Problem requirements: Check each line of the data below for the string "pdata". Then give the number of lines that have it, without anything else.
*** Supplied data Section Begins ***
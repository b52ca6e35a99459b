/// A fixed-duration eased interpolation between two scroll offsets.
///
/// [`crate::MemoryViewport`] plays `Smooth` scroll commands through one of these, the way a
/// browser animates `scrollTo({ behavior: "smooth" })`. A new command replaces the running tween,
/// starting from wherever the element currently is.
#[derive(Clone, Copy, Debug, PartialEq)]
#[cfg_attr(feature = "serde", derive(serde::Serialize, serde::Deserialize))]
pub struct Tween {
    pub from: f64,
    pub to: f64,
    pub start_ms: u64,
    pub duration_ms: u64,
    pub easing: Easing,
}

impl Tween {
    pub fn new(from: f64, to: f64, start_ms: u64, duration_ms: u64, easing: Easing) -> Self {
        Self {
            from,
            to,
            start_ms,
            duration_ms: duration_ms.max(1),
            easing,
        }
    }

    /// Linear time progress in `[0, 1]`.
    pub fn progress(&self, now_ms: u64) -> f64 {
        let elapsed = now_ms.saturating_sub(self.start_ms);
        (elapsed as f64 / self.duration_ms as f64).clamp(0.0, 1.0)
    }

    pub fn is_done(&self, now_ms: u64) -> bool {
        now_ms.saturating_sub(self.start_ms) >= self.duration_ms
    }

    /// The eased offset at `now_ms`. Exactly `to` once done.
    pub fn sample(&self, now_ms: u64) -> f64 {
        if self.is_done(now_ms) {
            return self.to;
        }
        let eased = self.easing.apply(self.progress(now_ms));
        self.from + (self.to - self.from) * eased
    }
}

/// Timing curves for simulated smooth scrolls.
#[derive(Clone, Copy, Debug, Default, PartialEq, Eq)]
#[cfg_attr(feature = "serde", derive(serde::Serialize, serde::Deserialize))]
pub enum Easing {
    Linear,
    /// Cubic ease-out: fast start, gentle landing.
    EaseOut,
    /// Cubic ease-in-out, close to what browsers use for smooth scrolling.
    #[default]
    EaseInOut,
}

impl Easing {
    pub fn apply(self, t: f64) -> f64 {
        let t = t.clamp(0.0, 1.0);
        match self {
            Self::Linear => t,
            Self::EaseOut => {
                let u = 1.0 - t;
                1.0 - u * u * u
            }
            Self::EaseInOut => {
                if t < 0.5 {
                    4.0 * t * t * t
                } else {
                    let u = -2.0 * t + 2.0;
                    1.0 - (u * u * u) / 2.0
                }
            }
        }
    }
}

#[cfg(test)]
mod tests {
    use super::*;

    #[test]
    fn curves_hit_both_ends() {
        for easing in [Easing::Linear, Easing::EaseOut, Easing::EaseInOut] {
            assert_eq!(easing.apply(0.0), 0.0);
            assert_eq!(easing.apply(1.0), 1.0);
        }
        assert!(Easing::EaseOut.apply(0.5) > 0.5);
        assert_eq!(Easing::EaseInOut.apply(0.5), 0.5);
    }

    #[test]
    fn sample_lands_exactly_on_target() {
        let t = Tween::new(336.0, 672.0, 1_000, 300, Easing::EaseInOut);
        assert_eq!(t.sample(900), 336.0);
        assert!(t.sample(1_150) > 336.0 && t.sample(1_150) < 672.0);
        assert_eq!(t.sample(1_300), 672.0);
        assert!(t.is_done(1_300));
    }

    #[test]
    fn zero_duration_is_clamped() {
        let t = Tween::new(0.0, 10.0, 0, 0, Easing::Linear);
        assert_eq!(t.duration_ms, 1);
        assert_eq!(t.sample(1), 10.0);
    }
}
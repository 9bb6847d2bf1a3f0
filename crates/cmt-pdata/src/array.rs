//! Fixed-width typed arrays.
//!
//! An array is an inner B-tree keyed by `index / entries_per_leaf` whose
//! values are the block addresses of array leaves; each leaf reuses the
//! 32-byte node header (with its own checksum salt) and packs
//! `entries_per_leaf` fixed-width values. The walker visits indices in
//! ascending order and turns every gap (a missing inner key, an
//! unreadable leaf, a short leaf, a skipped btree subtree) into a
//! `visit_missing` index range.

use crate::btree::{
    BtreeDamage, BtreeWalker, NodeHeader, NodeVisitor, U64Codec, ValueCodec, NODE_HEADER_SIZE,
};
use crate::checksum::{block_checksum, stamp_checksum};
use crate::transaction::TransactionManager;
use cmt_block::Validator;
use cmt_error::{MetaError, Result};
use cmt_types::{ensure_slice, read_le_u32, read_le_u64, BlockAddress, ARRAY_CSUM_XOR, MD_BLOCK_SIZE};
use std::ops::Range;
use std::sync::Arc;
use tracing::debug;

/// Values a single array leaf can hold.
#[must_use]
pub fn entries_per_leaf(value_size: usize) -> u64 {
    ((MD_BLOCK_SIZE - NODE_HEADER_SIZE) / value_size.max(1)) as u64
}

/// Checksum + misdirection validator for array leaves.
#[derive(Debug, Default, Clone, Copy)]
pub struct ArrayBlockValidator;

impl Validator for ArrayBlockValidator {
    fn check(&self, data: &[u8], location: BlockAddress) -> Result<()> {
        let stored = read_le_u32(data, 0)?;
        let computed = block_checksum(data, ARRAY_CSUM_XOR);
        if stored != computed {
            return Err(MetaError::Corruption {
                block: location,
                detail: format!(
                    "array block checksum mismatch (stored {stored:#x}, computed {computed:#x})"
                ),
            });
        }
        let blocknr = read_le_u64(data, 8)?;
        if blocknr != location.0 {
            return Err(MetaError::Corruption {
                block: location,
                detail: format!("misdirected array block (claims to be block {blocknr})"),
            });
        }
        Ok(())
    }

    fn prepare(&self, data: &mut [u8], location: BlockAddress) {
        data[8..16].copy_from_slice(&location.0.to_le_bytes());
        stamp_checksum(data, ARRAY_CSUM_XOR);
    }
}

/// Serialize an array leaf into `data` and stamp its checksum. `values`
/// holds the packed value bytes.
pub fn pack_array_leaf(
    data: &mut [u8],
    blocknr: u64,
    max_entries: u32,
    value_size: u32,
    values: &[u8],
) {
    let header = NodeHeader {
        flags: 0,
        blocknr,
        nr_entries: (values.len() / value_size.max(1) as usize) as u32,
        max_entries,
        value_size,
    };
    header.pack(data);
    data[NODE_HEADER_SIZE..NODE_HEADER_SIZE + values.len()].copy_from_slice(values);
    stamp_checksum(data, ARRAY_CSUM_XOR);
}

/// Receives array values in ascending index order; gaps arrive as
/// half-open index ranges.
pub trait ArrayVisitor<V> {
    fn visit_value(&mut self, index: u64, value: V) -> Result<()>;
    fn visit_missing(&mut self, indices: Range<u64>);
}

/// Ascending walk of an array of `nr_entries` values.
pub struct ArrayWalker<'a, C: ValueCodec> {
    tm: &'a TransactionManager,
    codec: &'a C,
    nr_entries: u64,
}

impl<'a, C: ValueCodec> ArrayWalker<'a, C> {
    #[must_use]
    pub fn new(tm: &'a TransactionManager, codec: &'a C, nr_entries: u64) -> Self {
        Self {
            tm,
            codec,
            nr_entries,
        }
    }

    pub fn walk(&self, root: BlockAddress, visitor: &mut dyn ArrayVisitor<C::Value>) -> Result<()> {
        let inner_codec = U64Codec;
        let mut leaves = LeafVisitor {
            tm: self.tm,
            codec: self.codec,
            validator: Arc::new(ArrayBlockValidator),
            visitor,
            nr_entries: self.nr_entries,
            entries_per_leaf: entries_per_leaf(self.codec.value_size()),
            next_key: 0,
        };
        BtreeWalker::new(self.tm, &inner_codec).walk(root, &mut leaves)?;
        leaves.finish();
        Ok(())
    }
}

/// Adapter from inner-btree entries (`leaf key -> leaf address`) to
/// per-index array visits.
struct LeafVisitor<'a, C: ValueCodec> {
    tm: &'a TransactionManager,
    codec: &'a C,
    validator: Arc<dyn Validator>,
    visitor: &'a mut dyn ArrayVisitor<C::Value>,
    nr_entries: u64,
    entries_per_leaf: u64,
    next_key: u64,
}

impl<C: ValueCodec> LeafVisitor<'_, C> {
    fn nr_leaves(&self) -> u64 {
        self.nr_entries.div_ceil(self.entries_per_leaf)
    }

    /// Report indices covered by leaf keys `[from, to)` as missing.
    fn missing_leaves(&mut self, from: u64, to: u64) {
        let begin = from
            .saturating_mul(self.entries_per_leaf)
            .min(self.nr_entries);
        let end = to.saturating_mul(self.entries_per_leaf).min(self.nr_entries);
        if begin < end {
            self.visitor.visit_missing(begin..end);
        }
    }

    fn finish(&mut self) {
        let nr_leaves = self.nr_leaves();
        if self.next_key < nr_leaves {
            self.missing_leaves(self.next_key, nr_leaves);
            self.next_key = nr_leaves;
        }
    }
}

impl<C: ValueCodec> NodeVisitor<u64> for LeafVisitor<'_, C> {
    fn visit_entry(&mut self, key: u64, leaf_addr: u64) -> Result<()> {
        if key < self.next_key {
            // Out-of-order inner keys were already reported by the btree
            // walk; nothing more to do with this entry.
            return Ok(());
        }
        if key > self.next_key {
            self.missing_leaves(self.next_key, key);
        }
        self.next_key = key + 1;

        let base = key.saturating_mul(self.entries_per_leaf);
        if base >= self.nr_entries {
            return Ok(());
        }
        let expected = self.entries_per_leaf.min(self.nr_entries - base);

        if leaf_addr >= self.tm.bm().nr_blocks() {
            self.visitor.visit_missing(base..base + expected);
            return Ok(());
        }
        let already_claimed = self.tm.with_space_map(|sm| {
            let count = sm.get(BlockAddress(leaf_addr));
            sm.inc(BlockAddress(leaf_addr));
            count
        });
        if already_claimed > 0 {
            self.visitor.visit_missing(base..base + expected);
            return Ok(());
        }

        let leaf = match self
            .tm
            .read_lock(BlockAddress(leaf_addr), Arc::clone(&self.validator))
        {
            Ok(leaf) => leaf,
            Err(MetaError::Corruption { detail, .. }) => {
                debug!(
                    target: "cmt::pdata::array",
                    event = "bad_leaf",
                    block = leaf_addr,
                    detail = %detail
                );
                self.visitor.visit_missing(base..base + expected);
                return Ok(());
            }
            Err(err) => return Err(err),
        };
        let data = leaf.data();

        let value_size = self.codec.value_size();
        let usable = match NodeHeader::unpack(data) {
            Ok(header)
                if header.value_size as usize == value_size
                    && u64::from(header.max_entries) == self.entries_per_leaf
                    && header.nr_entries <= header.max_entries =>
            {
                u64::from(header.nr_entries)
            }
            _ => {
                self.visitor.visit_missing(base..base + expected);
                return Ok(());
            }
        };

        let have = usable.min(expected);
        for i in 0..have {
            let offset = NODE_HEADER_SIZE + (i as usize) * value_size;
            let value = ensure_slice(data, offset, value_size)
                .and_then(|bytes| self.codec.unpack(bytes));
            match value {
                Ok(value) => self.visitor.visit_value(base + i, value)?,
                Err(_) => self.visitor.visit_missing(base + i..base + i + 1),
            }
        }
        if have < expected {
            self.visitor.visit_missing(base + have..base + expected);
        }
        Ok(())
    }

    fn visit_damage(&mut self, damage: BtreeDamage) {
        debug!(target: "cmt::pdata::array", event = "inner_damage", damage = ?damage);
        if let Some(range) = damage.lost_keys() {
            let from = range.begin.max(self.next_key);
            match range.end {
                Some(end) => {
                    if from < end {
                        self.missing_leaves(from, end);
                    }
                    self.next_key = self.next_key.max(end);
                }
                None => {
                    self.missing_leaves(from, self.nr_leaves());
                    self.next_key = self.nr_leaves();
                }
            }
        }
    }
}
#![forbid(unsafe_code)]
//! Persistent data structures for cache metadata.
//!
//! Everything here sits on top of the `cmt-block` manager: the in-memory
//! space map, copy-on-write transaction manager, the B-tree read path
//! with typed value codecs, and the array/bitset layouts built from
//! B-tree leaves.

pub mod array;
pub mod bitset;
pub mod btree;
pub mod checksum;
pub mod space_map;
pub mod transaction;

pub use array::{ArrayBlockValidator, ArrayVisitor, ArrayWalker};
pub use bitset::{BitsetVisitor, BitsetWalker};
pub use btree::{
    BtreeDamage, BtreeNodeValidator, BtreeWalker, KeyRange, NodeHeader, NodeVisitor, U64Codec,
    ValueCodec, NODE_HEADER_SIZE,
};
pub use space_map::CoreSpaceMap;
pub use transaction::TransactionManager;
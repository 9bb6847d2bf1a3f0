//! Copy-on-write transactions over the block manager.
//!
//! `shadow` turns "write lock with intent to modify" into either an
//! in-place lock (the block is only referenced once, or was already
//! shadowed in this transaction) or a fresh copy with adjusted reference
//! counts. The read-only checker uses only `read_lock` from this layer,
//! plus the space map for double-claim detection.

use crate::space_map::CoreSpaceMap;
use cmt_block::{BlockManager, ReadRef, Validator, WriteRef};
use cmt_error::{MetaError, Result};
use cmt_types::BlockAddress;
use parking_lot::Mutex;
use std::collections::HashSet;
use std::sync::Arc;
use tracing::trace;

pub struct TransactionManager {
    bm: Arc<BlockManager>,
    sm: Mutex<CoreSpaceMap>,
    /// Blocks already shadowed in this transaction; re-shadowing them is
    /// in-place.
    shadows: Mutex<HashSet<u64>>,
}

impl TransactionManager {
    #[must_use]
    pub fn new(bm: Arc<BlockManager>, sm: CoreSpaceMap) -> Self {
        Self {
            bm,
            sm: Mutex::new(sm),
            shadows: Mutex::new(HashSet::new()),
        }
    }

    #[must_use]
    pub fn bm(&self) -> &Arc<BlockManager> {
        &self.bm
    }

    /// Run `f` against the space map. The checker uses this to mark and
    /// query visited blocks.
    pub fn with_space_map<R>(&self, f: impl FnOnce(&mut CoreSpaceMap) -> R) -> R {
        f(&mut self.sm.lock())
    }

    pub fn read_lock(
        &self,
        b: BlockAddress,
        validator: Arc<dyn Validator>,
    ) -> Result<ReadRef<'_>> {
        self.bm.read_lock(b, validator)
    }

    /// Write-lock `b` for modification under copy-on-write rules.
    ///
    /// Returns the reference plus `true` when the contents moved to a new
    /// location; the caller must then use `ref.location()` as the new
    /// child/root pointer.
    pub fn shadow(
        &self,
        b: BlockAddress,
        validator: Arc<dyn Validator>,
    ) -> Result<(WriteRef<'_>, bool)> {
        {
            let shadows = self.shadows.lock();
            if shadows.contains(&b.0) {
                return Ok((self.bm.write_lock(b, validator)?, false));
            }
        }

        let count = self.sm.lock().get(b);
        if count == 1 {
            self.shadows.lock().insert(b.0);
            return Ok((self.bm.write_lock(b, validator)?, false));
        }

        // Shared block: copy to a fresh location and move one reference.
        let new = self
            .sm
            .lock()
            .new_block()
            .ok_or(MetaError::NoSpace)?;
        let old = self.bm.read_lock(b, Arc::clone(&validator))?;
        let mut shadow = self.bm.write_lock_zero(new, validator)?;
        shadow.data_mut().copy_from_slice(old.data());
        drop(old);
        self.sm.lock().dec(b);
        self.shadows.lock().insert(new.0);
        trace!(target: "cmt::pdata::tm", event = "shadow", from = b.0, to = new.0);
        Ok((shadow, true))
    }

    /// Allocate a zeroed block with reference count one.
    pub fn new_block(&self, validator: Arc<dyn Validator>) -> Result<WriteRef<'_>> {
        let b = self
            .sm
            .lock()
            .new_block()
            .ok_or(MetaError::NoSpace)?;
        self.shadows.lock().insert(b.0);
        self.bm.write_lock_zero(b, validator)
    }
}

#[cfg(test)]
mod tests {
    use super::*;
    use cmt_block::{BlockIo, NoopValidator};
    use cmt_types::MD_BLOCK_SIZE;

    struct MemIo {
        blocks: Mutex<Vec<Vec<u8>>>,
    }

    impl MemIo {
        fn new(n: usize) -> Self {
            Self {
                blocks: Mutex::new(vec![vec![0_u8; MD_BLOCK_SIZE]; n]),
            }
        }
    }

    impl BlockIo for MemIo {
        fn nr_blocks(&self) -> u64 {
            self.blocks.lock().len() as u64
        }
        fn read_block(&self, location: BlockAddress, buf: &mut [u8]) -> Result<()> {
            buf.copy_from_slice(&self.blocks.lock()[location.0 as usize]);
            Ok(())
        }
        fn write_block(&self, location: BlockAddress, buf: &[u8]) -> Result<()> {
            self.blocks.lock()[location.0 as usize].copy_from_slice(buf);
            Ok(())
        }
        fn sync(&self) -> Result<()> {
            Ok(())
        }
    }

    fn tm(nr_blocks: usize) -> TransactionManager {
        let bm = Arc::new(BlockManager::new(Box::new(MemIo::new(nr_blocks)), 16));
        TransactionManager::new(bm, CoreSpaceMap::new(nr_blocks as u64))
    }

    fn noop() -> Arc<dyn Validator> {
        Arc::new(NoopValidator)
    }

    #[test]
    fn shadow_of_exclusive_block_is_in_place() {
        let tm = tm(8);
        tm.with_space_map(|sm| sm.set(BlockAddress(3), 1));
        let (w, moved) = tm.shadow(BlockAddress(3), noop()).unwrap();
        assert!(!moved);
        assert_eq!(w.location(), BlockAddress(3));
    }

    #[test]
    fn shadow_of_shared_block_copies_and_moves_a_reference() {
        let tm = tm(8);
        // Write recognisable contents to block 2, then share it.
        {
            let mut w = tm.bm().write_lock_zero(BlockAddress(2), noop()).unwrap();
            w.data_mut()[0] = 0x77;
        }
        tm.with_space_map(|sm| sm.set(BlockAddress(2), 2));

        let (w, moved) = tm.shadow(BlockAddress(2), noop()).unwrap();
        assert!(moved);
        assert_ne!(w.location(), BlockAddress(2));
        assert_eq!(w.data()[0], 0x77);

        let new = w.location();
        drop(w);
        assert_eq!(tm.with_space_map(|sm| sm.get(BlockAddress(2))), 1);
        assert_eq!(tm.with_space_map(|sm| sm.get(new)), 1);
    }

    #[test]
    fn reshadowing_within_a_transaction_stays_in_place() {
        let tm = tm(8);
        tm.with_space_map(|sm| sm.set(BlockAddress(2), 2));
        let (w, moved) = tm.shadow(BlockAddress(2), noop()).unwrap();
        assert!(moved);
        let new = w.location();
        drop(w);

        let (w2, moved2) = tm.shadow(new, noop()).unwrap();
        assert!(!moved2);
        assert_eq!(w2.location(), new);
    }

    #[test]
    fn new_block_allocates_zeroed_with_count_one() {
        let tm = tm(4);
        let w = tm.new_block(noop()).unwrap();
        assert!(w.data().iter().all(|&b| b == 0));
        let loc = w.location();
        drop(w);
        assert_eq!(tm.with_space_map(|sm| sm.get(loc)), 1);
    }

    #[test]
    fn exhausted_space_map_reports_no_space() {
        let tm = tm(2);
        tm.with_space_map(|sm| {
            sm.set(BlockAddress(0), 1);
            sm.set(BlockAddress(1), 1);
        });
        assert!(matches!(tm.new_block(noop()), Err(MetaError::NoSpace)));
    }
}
*** Supplied data Section Ends ***
Answer to the problem: 4